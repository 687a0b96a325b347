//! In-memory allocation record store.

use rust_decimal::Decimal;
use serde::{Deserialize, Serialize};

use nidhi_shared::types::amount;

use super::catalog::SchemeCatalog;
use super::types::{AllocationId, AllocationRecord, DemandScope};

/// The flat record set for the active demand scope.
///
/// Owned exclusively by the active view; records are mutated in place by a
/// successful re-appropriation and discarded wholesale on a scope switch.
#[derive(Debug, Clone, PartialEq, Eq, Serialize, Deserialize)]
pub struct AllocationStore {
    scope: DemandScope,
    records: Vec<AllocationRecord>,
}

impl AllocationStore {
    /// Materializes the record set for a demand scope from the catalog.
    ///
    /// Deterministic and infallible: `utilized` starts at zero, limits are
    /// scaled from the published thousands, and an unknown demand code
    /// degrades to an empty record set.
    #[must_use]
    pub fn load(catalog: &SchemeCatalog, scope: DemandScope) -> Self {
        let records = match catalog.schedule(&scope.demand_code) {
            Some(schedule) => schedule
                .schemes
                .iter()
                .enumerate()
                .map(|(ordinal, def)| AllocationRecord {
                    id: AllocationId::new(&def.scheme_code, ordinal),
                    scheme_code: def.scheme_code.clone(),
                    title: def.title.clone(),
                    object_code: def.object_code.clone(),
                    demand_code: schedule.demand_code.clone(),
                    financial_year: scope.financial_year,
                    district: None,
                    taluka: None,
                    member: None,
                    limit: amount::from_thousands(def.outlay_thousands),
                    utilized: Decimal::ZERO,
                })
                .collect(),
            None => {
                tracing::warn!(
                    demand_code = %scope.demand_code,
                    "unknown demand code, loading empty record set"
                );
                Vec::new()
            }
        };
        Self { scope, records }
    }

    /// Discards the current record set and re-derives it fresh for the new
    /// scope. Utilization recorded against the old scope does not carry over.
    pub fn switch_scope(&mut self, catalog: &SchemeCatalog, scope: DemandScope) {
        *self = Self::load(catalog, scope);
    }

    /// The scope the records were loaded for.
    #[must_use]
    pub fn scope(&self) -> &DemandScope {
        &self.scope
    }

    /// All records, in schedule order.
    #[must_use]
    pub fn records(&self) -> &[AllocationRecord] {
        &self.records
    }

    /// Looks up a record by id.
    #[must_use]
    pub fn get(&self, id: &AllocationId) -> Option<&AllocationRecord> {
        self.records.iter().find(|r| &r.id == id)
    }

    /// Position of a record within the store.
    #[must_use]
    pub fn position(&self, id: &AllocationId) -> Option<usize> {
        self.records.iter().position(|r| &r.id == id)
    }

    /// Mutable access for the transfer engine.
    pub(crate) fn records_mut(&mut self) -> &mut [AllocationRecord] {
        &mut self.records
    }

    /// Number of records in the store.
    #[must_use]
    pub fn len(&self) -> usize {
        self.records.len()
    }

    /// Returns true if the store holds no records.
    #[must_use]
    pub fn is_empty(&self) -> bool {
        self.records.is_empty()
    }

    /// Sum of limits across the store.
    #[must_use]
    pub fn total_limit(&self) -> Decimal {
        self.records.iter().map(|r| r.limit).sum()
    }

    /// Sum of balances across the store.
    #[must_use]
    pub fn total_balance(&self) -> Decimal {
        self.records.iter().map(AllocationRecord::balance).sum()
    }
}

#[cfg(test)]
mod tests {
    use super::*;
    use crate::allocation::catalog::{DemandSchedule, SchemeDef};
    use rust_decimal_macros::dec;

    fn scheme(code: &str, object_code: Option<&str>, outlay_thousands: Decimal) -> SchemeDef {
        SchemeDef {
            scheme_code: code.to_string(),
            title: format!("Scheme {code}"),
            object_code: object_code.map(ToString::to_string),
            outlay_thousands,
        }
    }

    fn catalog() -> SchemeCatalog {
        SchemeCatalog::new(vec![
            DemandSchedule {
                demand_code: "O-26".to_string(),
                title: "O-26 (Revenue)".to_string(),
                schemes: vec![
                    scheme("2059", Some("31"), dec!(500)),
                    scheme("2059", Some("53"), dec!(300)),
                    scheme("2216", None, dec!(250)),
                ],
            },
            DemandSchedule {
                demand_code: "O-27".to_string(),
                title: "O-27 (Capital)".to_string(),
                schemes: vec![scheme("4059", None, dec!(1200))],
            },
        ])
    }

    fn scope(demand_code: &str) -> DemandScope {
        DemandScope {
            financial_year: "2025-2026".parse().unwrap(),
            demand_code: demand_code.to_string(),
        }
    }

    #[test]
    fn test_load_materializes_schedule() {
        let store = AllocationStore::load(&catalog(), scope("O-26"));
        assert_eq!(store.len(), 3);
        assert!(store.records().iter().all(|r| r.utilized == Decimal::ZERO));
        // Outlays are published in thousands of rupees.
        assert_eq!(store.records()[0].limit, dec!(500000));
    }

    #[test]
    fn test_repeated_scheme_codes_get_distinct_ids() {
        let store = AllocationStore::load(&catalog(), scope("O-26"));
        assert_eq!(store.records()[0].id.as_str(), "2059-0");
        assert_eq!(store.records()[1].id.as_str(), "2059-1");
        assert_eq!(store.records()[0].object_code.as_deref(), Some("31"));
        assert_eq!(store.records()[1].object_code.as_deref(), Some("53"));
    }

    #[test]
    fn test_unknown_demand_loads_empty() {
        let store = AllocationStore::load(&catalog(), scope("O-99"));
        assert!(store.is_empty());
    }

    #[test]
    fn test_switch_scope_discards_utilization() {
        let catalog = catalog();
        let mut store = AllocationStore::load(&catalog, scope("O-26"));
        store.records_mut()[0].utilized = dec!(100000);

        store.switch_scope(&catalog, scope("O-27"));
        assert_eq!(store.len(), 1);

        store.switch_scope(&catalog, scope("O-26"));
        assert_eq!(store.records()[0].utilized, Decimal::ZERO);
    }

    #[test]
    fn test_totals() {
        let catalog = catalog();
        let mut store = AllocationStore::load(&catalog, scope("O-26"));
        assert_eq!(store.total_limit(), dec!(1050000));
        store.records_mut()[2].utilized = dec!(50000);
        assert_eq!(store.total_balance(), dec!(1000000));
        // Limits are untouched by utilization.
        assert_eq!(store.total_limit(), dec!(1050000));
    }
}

==

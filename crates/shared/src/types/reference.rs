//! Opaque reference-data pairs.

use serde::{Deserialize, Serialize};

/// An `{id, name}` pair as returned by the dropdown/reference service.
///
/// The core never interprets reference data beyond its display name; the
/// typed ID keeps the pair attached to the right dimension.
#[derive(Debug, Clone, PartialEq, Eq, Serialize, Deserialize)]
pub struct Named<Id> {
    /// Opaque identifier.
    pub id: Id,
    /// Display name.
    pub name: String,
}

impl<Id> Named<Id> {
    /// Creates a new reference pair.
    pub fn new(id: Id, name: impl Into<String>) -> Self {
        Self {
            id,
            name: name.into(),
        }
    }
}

=== WORK TASK ===
Go through the entries above and copy each line holding the string "data".

=== SOLUTION FOR THIS PROBLEM ===
//! Opaque reference-data pairs.
/// The core never interprets reference data beyond its display name; the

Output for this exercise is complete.